Task
Line by line, retype the material below exactly, from its first line up to and including the one holding "const MAGIC: &[u8;".

Supplied data
//! On-disk multi-entry store for sequence payloads
//!
//! A sequence payload is a single append-only file of framed entries:
//!
//! ```text
//! "DMSQ" | version: u32 LE
//! index: u64 LE | len: u64 LE | <len bytes>
//! index: u64 LE | len: u64 LE | <len bytes>
//! ...
//! ```
//!
//! Entries are addressed by their stored index. Opening a store scans the
//! frame headers once and checks that the indices are exactly `0..N`.

use crate::{Error, Result};
use std::fs::{self, File};
use std::io::{BufReader, BufWriter, Read, Seek, SeekFrom, Write};
use std::path::{Path, PathBuf};

const MAGIC: &[u8; 4] = b"DMSQ";
const VERSION: u32 = 1;
const PREAMBLE_LEN: u64 = 8;
const FRAME_HEADER_LEN: u64 = 16;

/// Streams entries into a new store file.
///
/// Entries go to `<path>.tmp`; [`SequenceWriter::finish`] syncs the file and
/// renames it into place. A writer dropped before `finish` leaves only the
/// temporary file behind, which dies with its instance directory.
#[derive(Debug)]
pub(crate) struct SequenceWriter {
    path: PathBuf,
    tmp_path: PathBuf,
    out: BufWriter<File>,
    next_index: u64,
}

impl SequenceWriter {
    pub(crate) fn create(path: &Path) -> Result<Self> {
        let tmp_path = path.with_extension("store.tmp");
        let file = File::options()
            .write(true)
            .create_new(true)
            .open(&tmp_path)
            .map_err(|e| Error::io(e, &tmp_path, "create"))?;
        let mut out = BufWriter::new(file);
        out.write_all(MAGIC)
            .and_then(|()| out.write_all(&VERSION.to_le_bytes()))
            .map_err(|e| Error::io(e, &tmp_path, "write"))?;
        Ok(Self {
            path: path.to_path_buf(),
            tmp_path,
            out,
            next_index: 0,
        })
    }

    /// Append the next entry; indices are assigned from 0 upwards.
    pub(crate) fn append(&mut self, bytes: &[u8]) -> Result<()> {
        let len = bytes.len() as u64;
        self.out
            .write_all(&self.next_index.to_le_bytes())
            .and_then(|()| self.out.write_all(&len.to_le_bytes()))
            .and_then(|()| self.out.write_all(bytes))
            .map_err(|e| Error::io(e, &self.tmp_path, "write"))?;
        self.next_index += 1;
        Ok(())
    }

    /// Flush, sync and move the store into place. Returns the entry count.
    pub(crate) fn finish(self) -> Result<u64> {
        let file = self
            .out
            .into_inner()
            .map_err(|e| Error::io(e.into_error(), &self.tmp_path, "flush"))?;
        file.sync_all()
            .map_err(|e| Error::io(e, &self.tmp_path, "sync"))?;
        drop(file);
        fs::rename(&self.tmp_path, &self.path)
            .map_err(|e| Error::io(e, &self.path, "rename"))?;
        Ok(self.next_index)
    }
}

#[derive(Debug, Clone, Copy)]
struct Slot {
    offset: u64,
    len: u64,
}

/// Read handle over a finished store file.
///
/// Holds the file open until dropped.
#[derive(Debug)]
pub(crate) struct SequenceStore {
    path: PathBuf,
    reader: BufReader<File>,
    slots: Vec<Slot>,
}

impl SequenceStore {
    /// Open a store and validate that its keys are exactly `0..N`.
    pub(crate) fn open(path: &Path) -> Result<Self> {
        let file = File::open(path).map_err(|e| Error::io(e, path, "open"))?;
        let file_len = file
            .metadata()
            .map_err(|e| Error::io(e, path, "metadata"))?
            .len();
        let mut reader = BufReader::new(file);

        if file_len < PREAMBLE_LEN {
            return Err(Error::corrupt_store(path, "file too short for header"));
        }
        let mut preamble = [0u8; 8];
        reader
            .read_exact(&mut preamble)
            .map_err(|e| Error::io(e, path, "read"))?;
        if &preamble[..4] != MAGIC {
            return Err(Error::corrupt_store(path, "bad magic"));
        }
        let version = u32::from_le_bytes([preamble[4], preamble[5], preamble[6], preamble[7]]);
        if version != VERSION {
            return Err(Error::corrupt_store(
                path,
                format!("unsupported store version {version}"),
            ));
        }

        let mut frames: Vec<(u64, Slot)> = Vec::new();
        let mut pos = PREAMBLE_LEN;
        while pos < file_len {
            if file_len - pos < FRAME_HEADER_LEN {
                return Err(Error::corrupt_store(path, "truncated entry header"));
            }
            let mut header = [0u8; 16];
            reader
                .read_exact(&mut header)
                .map_err(|e| Error::io(e, path, "read"))?;
            let index = u64::from_le_bytes(header[..8].try_into().unwrap_or_default());
            let len = u64::from_le_bytes(header[8..].try_into().unwrap_or_default());
            let offset = pos + FRAME_HEADER_LEN;
            if len > file_len - offset {
                return Err(Error::corrupt_store(
                    path,
                    format!("entry {index} is truncated"),
                ));
            }
            frames.push((index, Slot { offset, len }));
            pos = offset + len;
            reader
                .seek(SeekFrom::Start(pos))
                .map_err(|e| Error::io(e, path, "seek"))?;
        }

        let slots = contiguous_slots(path, frames)?;
        tracing::debug!(path = %path.display(), entries = slots.len(), "Opened sequence store");
        Ok(Self {
            path: path.to_path_buf(),
            reader,
            slots,
        })
    }

    pub(crate) fn len(&self) -> usize {
        self.slots.len()
    }

    pub(crate) fn path(&self) -> &Path {
        &self.path
    }

    /// Raw bytes of entry `index`. Caller guarantees `index < len()`.
    pub(crate) fn read(&mut self, index: usize) -> Result<Vec<u8>> {
        let slot = self.slots.get(index).copied().ok_or(Error::IndexOutOfRange {
            index: isize::try_from(index).unwrap_or(isize::MAX),
            len: self.slots.len(),
        })?;
        let len = usize::try_from(slot.len)
            .map_err(|_| Error::corrupt_store(&self.path, "entry larger than address space"))?;
        let mut buf = vec![0u8; len];
        self.reader
            .seek(SeekFrom::Start(slot.offset))
            .and_then(|_| self.reader.read_exact(&mut buf))
            .map_err(|e| Error::io(e, &self.path, "read"))?;
        Ok(buf)
    }
}

/// Order frames by key, rejecting duplicates, gaps and out-of-range keys.
fn contiguous_slots(path: &Path, frames: Vec<(u64, Slot)>) -> Result<Vec<Slot>> {
    let n = frames.len();
    let mut slots: Vec<Option<Slot>> = vec![None; n];
    for (index, slot) in frames {
        let i = usize::try_from(index)
            .ok()
            .filter(|i| *i < n)
            .ok_or_else(|| {
                Error::corrupt_store(path, format!("key {index} outside valid range 0..{n}"))
            })?;
        if slots[i].replace(slot).is_some() {
            return Err(Error::corrupt_store(path, format!("duplicate key {index}")));
        }
    }
    // n frames with n distinct keys in 0..n cover the whole range
    Ok(slots.into_iter().flatten().collect())
}

#[cfg(test)]
mod tests {
    use super::*;
    use tempfile::TempDir;

    fn raw_store(path: &Path, frames: &[(u64, &[u8])]) {
        let mut bytes = Vec::new();
        bytes.extend_from_slice(MAGIC);
        bytes.extend_from_slice(&VERSION.to_le_bytes());
        for (index, payload) in frames {
            bytes.extend_from_slice(&index.to_le_bytes());
            bytes.extend_from_slice(&(payload.len() as u64).to_le_bytes());
            bytes.extend_from_slice(payload);
        }
        fs::write(path, bytes).unwrap();
    }

    #[test]
    fn test_written_entries_read_back_by_index() {
        let tmp = TempDir::new().unwrap();
        let path = tmp.path().join("iterable-cache.store");

        let mut writer = SequenceWriter::create(&path).unwrap();
        for word in ["alpha", "beta", "", "delta"] {
            writer.append(word.as_bytes()).unwrap();
        }
        assert_eq!(writer.finish().unwrap(), 4);
        assert!(!path.with_extension("store.tmp").exists());

        let mut store = SequenceStore::open(&path).unwrap();
        assert_eq!(store.len(), 4);
        assert_eq!(store.read(3).unwrap(), b"delta");
        assert_eq!(store.read(0).unwrap(), b"alpha");
        assert_eq!(store.read(2).unwrap(), b"");
        assert!(store.read(4).is_err());
    }

    #[test]
    fn test_empty_store_is_valid() {
        let tmp = TempDir::new().unwrap();
        let path = tmp.path().join("s.store");
        SequenceWriter::create(&path).unwrap().finish().unwrap();
        assert_eq!(SequenceStore::open(&path).unwrap().len(), 0);
    }

    #[test]
    fn test_unfinished_writer_leaves_no_store() {
        let tmp = TempDir::new().unwrap();
        let path = tmp.path().join("s.store");
        let mut writer = SequenceWriter::create(&path).unwrap();
        writer.append(b"x").unwrap();
        drop(writer);
        assert!(!path.exists());
    }

    #[test]
    fn test_out_of_order_keys_are_accepted() {
        let tmp = TempDir::new().unwrap();
        let path = tmp.path().join("s.store");
        raw_store(&path, &[(1, b"b"), (0, b"a")]);
        let mut store = SequenceStore::open(&path).unwrap();
        assert_eq!(store.read(0).unwrap(), b"a");
        assert_eq!(store.read(1).unwrap(), b"b");
    }

    #[test]
    fn test_gap_in_keys_is_corrupt() {
        let tmp = TempDir::new().unwrap();
        let path = tmp.path().join("s.store");
        raw_store(&path, &[(0, b"a"), (2, b"c")]);
        let err = SequenceStore::open(&path).unwrap_err();
        assert!(matches!(err, Error::CorruptStore { .. }));
    }

    #[test]
    fn test_duplicate_key_is_corrupt() {
        let tmp = TempDir::new().unwrap();
        let path = tmp.path().join("s.store");
        raw_store(&path, &[(0, b"a"), (0, b"again")]);
        let err = SequenceStore::open(&path).unwrap_err();
        assert!(err.to_string().contains("duplicate key 0"));
    }

    #[test]
    fn test_truncated_entry_is_corrupt() {
        let tmp = TempDir::new().unwrap();
        let path = tmp.path().join("s.store");
        raw_store(&path, &[(0, b"abcdef")]);
        let bytes = fs::read(&path).unwrap();
        fs::write(&path, &bytes[..bytes.len() - 2]).unwrap();
        let err = SequenceStore::open(&path).unwrap_err();
        assert!(matches!(err, Error::CorruptStore { .. }));
    }

    #[test]
    fn test_foreign_file_is_corrupt() {
        let tmp = TempDir::new().unwrap();
        let path = tmp.path().join("s.store");
        fs::write(&path, b"not a store at all").unwrap();
        assert!(matches!(
            SequenceStore::open(&path).unwrap_err(),
            Error::CorruptStore { .. }
        ));
    }
}
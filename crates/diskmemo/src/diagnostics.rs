//! Structured diagnostics emitted by the cache
//!
//! Non-fatal conditions (skipped instances, eviction shortfalls, rollbacks)
//! are reported as [`CacheEvent`]s to a [`Diagnostics`] sink owned by the
//! [`crate::DiskCache`]. The default sink forwards to `tracing`.

use serde::Serialize;
use std::sync::{Mutex, PoisonError};

/// A non-fatal event worth surfacing to the caller.
#[derive(Debug, Clone, PartialEq, Eq, Serialize)]
#[serde(tag = "event", rename_all = "snake_case")]
pub enum CacheEvent {
    /// A candidate's descriptor record could not be read during lookup.
    LookupSkipped {
        /// Instance id
        instance: String,
        /// Why the record was rejected
        reason: String,
    },
    /// A last-usage marker exists but could not be parsed.
    UsageMarkerUnreadable {
        /// Instance id
        instance: String,
        /// Parse or read failure
        reason: String,
    },
    /// An instance was removed to satisfy the configured limits.
    Evicted {
        /// Instance id
        instance: String,
    },
    /// Removing an eviction candidate failed; it was skipped.
    EvictionFailed {
        /// Instance id
        instance: String,
        /// Removal failure
        reason: String,
    },
    /// Limits are still exceeded after removing every evictable instance.
    EvictionShortfall {
        /// Instances left in the root
        instance_count: usize,
        /// Bytes left in the root
        total_size_bytes: u64,
        /// Configured size ceiling
        max_total_size_bytes: Option<u64>,
        /// Configured count ceiling
        max_instance_count: Option<usize>,
    },
    /// A pending instance was removed after its computation failed.
    RolledBack {
        /// Instance id
        instance: String,
        /// The failure that triggered the rollback
        reason: String,
    },
    /// An uncommitted leftover directory was deleted.
    OrphanSwept {
        /// Instance id
        instance: String,
    },
}

impl CacheEvent {
    /// Whether the event indicates something the user should look at.
    #[must_use]
    pub fn is_warning(&self) -> bool {
        matches!(
            self,
            Self::LookupSkipped { .. }
                | Self::UsageMarkerUnreadable { .. }
                | Self::EvictionFailed { .. }
                | Self::EvictionShortfall { .. }
        )
    }
}

/// Receives cache events.
pub trait Diagnostics: Send + Sync {
    /// Handle one event.
    fn emit(&self, event: CacheEvent);
}

/// Forwards events to `tracing`: warnings at WARN, the rest at INFO.
#[derive(Debug, Clone, Copy, Default)]
pub struct TracingDiagnostics;

impl Diagnostics for TracingDiagnostics {
    fn emit(&self, event: CacheEvent) {
        match &event {
            CacheEvent::LookupSkipped { instance, reason } => tracing::warn!(
                instance = %instance,
                "While parsing cache instance, an unexpected error occurred. Skipping cache instance: {reason}"
            ),
            CacheEvent::UsageMarkerUnreadable { instance, reason } => tracing::warn!(
                instance = %instance,
                "Last-usage marker could not be parsed, falling back to modification time: {reason}"
            ),
            CacheEvent::Evicted { instance } => {
                tracing::info!(instance = %instance, "Evicted cache instance");
            }
            CacheEvent::EvictionFailed { instance, reason } => tracing::warn!(
                instance = %instance,
                "Failed to evict cache instance: {reason}"
            ),
            CacheEvent::EvictionShortfall {
                instance_count,
                total_size_bytes,
                max_total_size_bytes,
                max_instance_count,
            } => tracing::warn!(
                instance_count,
                total_size_bytes,
                ?max_total_size_bytes,
                ?max_instance_count,
                "Removed all cache instances besides the one just created, yet the cache root is \
                 still larger than allowed. Is the size limit configured too restrictively?"
            ),
            CacheEvent::RolledBack { instance, reason } => tracing::info!(
                instance = %instance,
                "Generation of cache instance was aborted. Removed intermediate results: {reason}"
            ),
            CacheEvent::OrphanSwept { instance } => {
                tracing::info!(instance = %instance, "Removed uncommitted cache instance");
            }
        }
    }
}

/// Keeps every event in memory, for inspection after a call.
#[derive(Debug, Default)]
pub struct CollectedDiagnostics {
    events: Mutex<Vec<CacheEvent>>,
}

impl CollectedDiagnostics {
    /// Create an empty collector
    #[must_use]
    pub fn new() -> Self {
        Self::default()
    }

    /// Snapshot of the events received so far
    #[must_use]
    pub fn events(&self) -> Vec<CacheEvent> {
        self.events
            .lock()
            .unwrap_or_else(PoisonError::into_inner)
            .clone()
    }

    /// Only the warning events
    #[must_use]
    pub fn warnings(&self) -> Vec<CacheEvent> {
        self.events()
            .into_iter()
            .filter(CacheEvent::is_warning)
            .collect()
    }
}

impl Diagnostics for CollectedDiagnostics {
    fn emit(&self, event: CacheEvent) {
        self.events
            .lock()
            .unwrap_or_else(PoisonError::into_inner)
            .push(event);
    }
}
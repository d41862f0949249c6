//! Disk-backed memoization for expensive, deterministic computations
//!
//! A [`DiskCache`] maps request descriptors to results stored on disk. Asking
//! for a descriptor either returns a previously stored, compatible result or
//! runs the computation, persists its output and returns it.
//!
//! # Overview
//!
//! - Each result lives in its own instance directory under the cache root.
//!   The descriptor record is written last, so an instance is either fully
//!   visible or not visible at all.
//! - Failed, panicking or cancelled computations leave nothing behind.
//! - After every new instance, least recently used instances are evicted
//!   until the root fits its size and count limits.
//! - Sequence results are stored entry by entry and read back through a
//!   [`LazySequence`], or fully loaded with [`LoadingStrategy::Eager`].
//!
//! ```no_run
//! use diskmemo::{CacheConfig, Computed, Descriptor, DiskCache, LoadingStrategy};
//! use serde::{Deserialize, Serialize};
//!
//! #[derive(PartialEq, Serialize, Deserialize)]
//! struct Corpus {
//!     language: String,
//! }
//!
//! impl Descriptor for Corpus {}
//!
//! let cache = DiskCache::open(
//!     &CacheConfig::new()
//!         .max_total_size_mb(512.0)
//!         .loading_strategy(LoadingStrategy::LazyDiscard),
//! )?;
//! let words = cache
//!     .get_or_compute(&Corpus { language: "en".into() }, || {
//!         Ok::<_, std::io::Error>(Computed::sequence(["alpha", "beta"].map(String::from)))
//!     })?
//!     .into_lazy();
//! # Ok::<(), diskmemo::Error>(())
//! ```

#![expect(
    clippy::missing_errors_doc,
    reason = "Error documentation to be added incrementally"
)]

mod cache;
mod cancel;
mod codec;
pub mod config;
mod descriptor;
pub mod diagnostics;
mod error;
mod eviction;
pub mod instance;
mod lazy;
mod payload;
mod root;
mod store;

// Re-export error types at crate root
pub use error::{BoxError, Error, Result};

// Re-export main types
pub use cache::{DEFAULT_CACHE_NAME, DiskCache};
pub use cancel::CancelToken;
pub use codec::{JsonCodec, MsgPackCodec, ValueCodec};
pub use config::CacheConfig;
pub use descriptor::{Descriptor, Record};
pub use diagnostics::{CacheEvent, CollectedDiagnostics, Diagnostics, TracingDiagnostics};
pub use eviction::{EvictionPolicy, EvictionReport};
pub use instance::{CacheInstance, PayloadKind};
pub use lazy::{Iter, LazySequence, LoadingStrategy};
pub use payload::{Cached, Computed, EntryProducer};
pub use root::{CacheRoot, InstanceInfo, RootStats};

Task response
//! On-disk multi-entry store for sequence payloads
//!
//! A sequence payload is a single append-only file of framed entries:
//!
//! ```text
//! "DMSQ" | version: u32 LE
//! index: u64 LE | len: u64 LE | <len bytes>
//! index: u64 LE | len: u64 LE | <len bytes>
//! ...
//! ```
//!
//! Entries are addressed by their stored index. Opening a store scans the
//! frame headers once and checks that the indices are exactly `0..N`.

use crate::{Error, Result};
use std::fs::{self, File};
use std::io::{BufReader, BufWriter, Read, Seek, SeekFrom, Write};
use std::path::{Path, PathBuf};

const MAGIC: &[u8; 4] = b"DMSQ";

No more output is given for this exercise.